[Opinião] Direito a Existir

CRÓNICAS/OPINIÃO João Ferreira

Um artigo de 3000 carateres não consegue captar a extensão do terror dos ataques que nos últimos dias assolaram as vidas das populações israelita e palestina. A acompanhar o horror, retorna a guerra como instrumento normalizado de política externa, dominando nos media a indignação seletiva e, pior, os apelos vingativos à violência. Presenciamos massacres a serem legitimados por uma maioria de pessoas em posições de influência e poder que opta por ocultar as raízes profundas de um conflito com 75 anos, prevendo-se a repetição do mesmo ciclo sangrento.

Existe uma expressão latina a que se recorre em períodos históricos de violência. Ex nihilo nihil fit. Ou seja, nada surge do nada. Embora hostil à retórica inflamada que tolera a brutalidade de um status quo insustentável, especialmente para um povo agredido ao longo de décadas, a contextualização é indispensável a quem interessa a paz. 

Há 75 anos a Assembleia Geral da ONU aprovou um plano de partilha prevendo a criação de dois Estados no território histórico da Palestina.

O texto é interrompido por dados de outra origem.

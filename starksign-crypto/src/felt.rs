//! The Stark field element type.

use std::cmp::Ordering;
use std::fmt;
use std::str::FromStr;

use serde::{de, Deserialize, Deserializer, Serialize, Serializer};

use crate::errors::FeltError;
use crate::fp::{self, FIELD_PRIME};

/// An element of the Stark field, canonically reduced into `[0, P)` with
/// `P = 2^251 + 17·2^192 + 1`. Stored as four little-endian 64-bit limbs.
///
/// All constructors reject values at or above the field prime, so a `Felt`
/// in hand is always canonical. Rendered as `0x`-prefixed lowercase
/// hexadecimal without leading zeros.
#[derive(Clone, Copy, PartialEq, Eq, Hash, Default)]
pub struct Felt(pub(crate) [u64; 4]);

impl Felt {
    pub const ZERO: Self = Self([0, 0, 0, 0]);
    pub const ONE: Self = Self([1, 0, 0, 0]);

    /// Build from raw limbs known to be below the field prime.
    pub(crate) const fn from_raw(limbs: [u64; 4]) -> Self {
        Self(limbs)
    }

    pub fn from_u64(value: u64) -> Self {
        Self([value, 0, 0, 0])
    }

    pub fn from_u128(value: u128) -> Self {
        Self([value as u64, (value >> 64) as u64, 0, 0])
    }

    /// Signed conversion; negative values wrap to `P - |v|`.
    pub fn from_i128(value: i128) -> Self {
        if value >= 0 {
            Self::from_u128(value as u128)
        } else {
            let abs = Self::from_u128(value.unsigned_abs());
            Self(fp::mod_sub(&[0; 4], &abs.0, &FIELD_PRIME))
        }
    }

    /// Parse a hexadecimal literal, with or without the `0x` prefix.
    pub fn from_hex(s: &str) -> Result<Self, FeltError> {
        let digits = s.strip_prefix("0x").or_else(|| s.strip_prefix("0X")).unwrap_or(s);
        if digits.is_empty() || digits.len() > 64 {
            return Err(FeltError::InvalidHex(s.to_string()));
        }
        let mut limbs = [0u64; 4];
        for c in digits.chars() {
            let d = c
                .to_digit(16)
                .ok_or_else(|| FeltError::InvalidHex(s.to_string()))?;
            for i in (1..4).rev() {
                limbs[i] = (limbs[i] << 4) | (limbs[i - 1] >> 60);
            }
            limbs[0] = (limbs[0] << 4) | u64::from(d);
        }
        Self::checked(limbs)
    }

    /// Parse a decimal literal.
    pub fn from_dec_str(s: &str) -> Result<Self, FeltError> {
        if s.is_empty() {
            return Err(FeltError::InvalidDecimal(s.to_string()));
        }
        let mut limbs = [0u64; 4];
        for c in s.chars() {
            let d = c
                .to_digit(10)
                .ok_or_else(|| FeltError::InvalidDecimal(s.to_string()))?;
            let mut carry: u128 = u128::from(d);
            for limb in &mut limbs {
                let t = u128::from(*limb) * 10 + carry;
                *limb = t as u64;
                carry = t >> 64;
            }
            if carry != 0 {
                return Err(FeltError::OutOfRange);
            }
        }
        Self::checked(limbs)
    }

    /// Interpret up to 31 ASCII characters as a Cairo short string: the
    /// bytes of the string read as a big-endian integer.
    pub fn from_short_string(s: &str) -> Result<Self, FeltError> {
        if !s.is_ascii() {
            return Err(FeltError::ShortStringNotAscii);
        }
        if s.len() > 31 {
            return Err(FeltError::ShortStringTooLong);
        }
        let mut bytes = [0u8; 32];
        bytes[32 - s.len()..].copy_from_slice(s.as_bytes());
        // 31 bytes < 2^248 < P, cannot be out of range
        Self::from_bytes_be(&bytes)
    }

    /// Big-endian byte deserialization, rejecting non-canonical values.
    pub fn from_bytes_be(bytes: &[u8; 32]) -> Result<Self, FeltError> {
        Self::checked(limbs_from_bytes_be(bytes))
    }

    pub fn to_bytes_be(self) -> [u8; 32] {
        let mut bytes = [0u8; 32];
        for (i, limb) in self.0.iter().enumerate() {
            bytes[(3 - i) * 8..(4 - i) * 8].copy_from_slice(&limb.to_be_bytes());
        }
        bytes
    }

    pub fn is_zero(self) -> bool {
        fp::is_zero(&self.0)
    }

    fn checked(limbs: [u64; 4]) -> Result<Self, FeltError> {
        if fp::cmp(&limbs, &FIELD_PRIME) == Ordering::Less {
            Ok(Self(limbs))
        } else {
            Err(FeltError::OutOfRange)
        }
    }
}

pub(crate) fn limbs_from_bytes_be(bytes: &[u8; 32]) -> [u64; 4] {
    let mut limbs = [0u64; 4];
    for i in 0..4 {
        let start = (3 - i) * 8;
        let mut chunk = [0u8; 8];
        chunk.copy_from_slice(&bytes[start..start + 8]);
        limbs[i] = u64::from_be_bytes(chunk);
    }
    limbs
}

impl PartialOrd for Felt {
    fn partial_cmp(&self, other: &Self) -> Option<Ordering> {
        Some(self.cmp(other))
    }
}

impl Ord for Felt {
    fn cmp(&self, other: &Self) -> Ordering {
        fp::cmp(&self.0, &other.0)
    }
}

impl FromStr for Felt {
    type Err = FeltError;

    fn from_str(s: &str) -> Result<Self, Self::Err> {
        if s.starts_with("0x") || s.starts_with("0X") {
            Self::from_hex(s)
        } else {
            Self::from_dec_str(s)
        }
    }
}

impl fmt::LowerHex for Felt {
    fn fmt(&self, f: &mut fmt::Formatter<'_>) -> fmt::Result {
        if f.alternate() {
            write!(f, "0x")?;
        }
        let mut seen_nonzero = false;
        for limb in self.0.iter().rev() {
            if seen_nonzero {
                write!(f, "{limb:016x}")?;
            } else if *limb != 0 {
                write!(f, "{limb:x}")?;
                seen_nonzero = true;
            }
        }
        if !seen_nonzero {
            write!(f, "0")?;
        }
        Ok(())
    }
}

impl fmt::Display for Felt {
    fn fmt(&self, f: &mut fmt::Formatter<'_>) -> fmt::Result {
        write!(f, "{self:#x}")
    }
}

impl fmt::Debug for Felt {
    fn fmt(&self, f: &mut fmt::Formatter<'_>) -> fmt::Result {
        write!(f, "Felt({self:#x})")
    }
}

impl Serialize for Felt {
    fn serialize<S: Serializer>(&self, serializer: S) -> Result<S::Ok, S::Error> {
        serializer.serialize_str(&format!("{self:#x}"))
    }
}

impl<'de> Deserialize<'de> for Felt {
    fn deserialize<D: Deserializer<'de>>(deserializer: D) -> Result<Self, D::Error> {
        let s = String::deserialize(deserializer)?;
        s.parse().map_err(de::Error::custom)
    }
}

O Estado de Israel existe desde 1948. A criação do Estado da Palestina está por cumprir. Na criação do Estado de Israel, cerca de 750.000 palestinos foram expulsos violentamente das suas casas e das suas terras pelas forças israelitas, refugiando-se nos países vizinhos. Um acontecimento conhecido por Nakba, que significa catástrofe. Nas palavras de Edward Said, os palestinos “tiveram as suas vidas destruídas, os seus espíritos esgotados, a sua compostura destruída para sempre no contexto de deslocações em série, aparentemente intermináveis”. Além do êxodo forçado, Israel ocupa militarmente os territórios da Palestina, nos últimos 56 anos, privando os palestinos dos seus direitos mais básicos. Confisca-lhes as terras, derruba milhares de casas e escolas, sujeitando os 2,5 milhões de palestinos da Cisjordânia à lei militar, o que várias organizações internacionais designam de apartheid. Simultaneamente, no período de 10 anos, o número de colonos israelitas aumentou de 380 mil para 700 mil na região. Quanto a Gaza, onde vivem mais de 2 milhões de palestinos, metade dos quais crianças, está transformada na “maior prisão a céu aberto do mundo”, sendo cercada por muros fortemente militarizados, arame farpado, navios da marinha israelita ao longo da costa e um bloqueio medieval que tem reduzido as suas vidas a uma punição coletiva nos últimos 17 anos.

Confrontada com a humilhação quotidiana de um povo, a comunidade internacional tem aprovado centenas de resoluções, as quais nunca demonstrou vontade em cumprir. Entre 2015 e 2022, a Assembleia Geral da ONU adotou 140 resoluções alusivas a condenações de Israel. Não há comparação com qualquer outro país. Nem uma foi respeitada.  

Daí que, na sequência de décadas de absoluta impunidade e violência estrutural imposta aos palestinos, o que espera quem apela repetidamente ao direito de retaliação de Israel, como acontece com os EUA e a UE, sem que se questione, igualmente, como é que o povo palestino responderá a 75 anos de limpeza étnica, a 56 anos de ocupação e apartheid, bem como a 17 anos de punição coletiva em Gaza. Além da cobertura política do terror imposto por um regime colonial, tais apelos traduzem uma cumplicidade com os crimes de guerra que se sucedem, tanto mais quando proferidos após 6000 bombardeamentos indiscriminados num território com a área de Tomar e após a imposição de um cerco que dura há 10 dias, em que foi cortado o acesso a água, eletricidade e combustível, infligindo-lhes condições de vida que visam a punição e morte de parte de um povo, o que configura um caso evidente de genocídio. A quem interesse a paz, além da exigência de um cessar-fogo imediato, saberá que a mesma só poderá ser alcançada quando se cumprir o que outrora foi prometido: a criação de um Estado independente e soberano da Palestina. Para que tal seja uma realidade, deverá exigir-se a retirada de Israel dos territórios ocupados; o fim dos colonatos ilegais e do sistema de apartheid.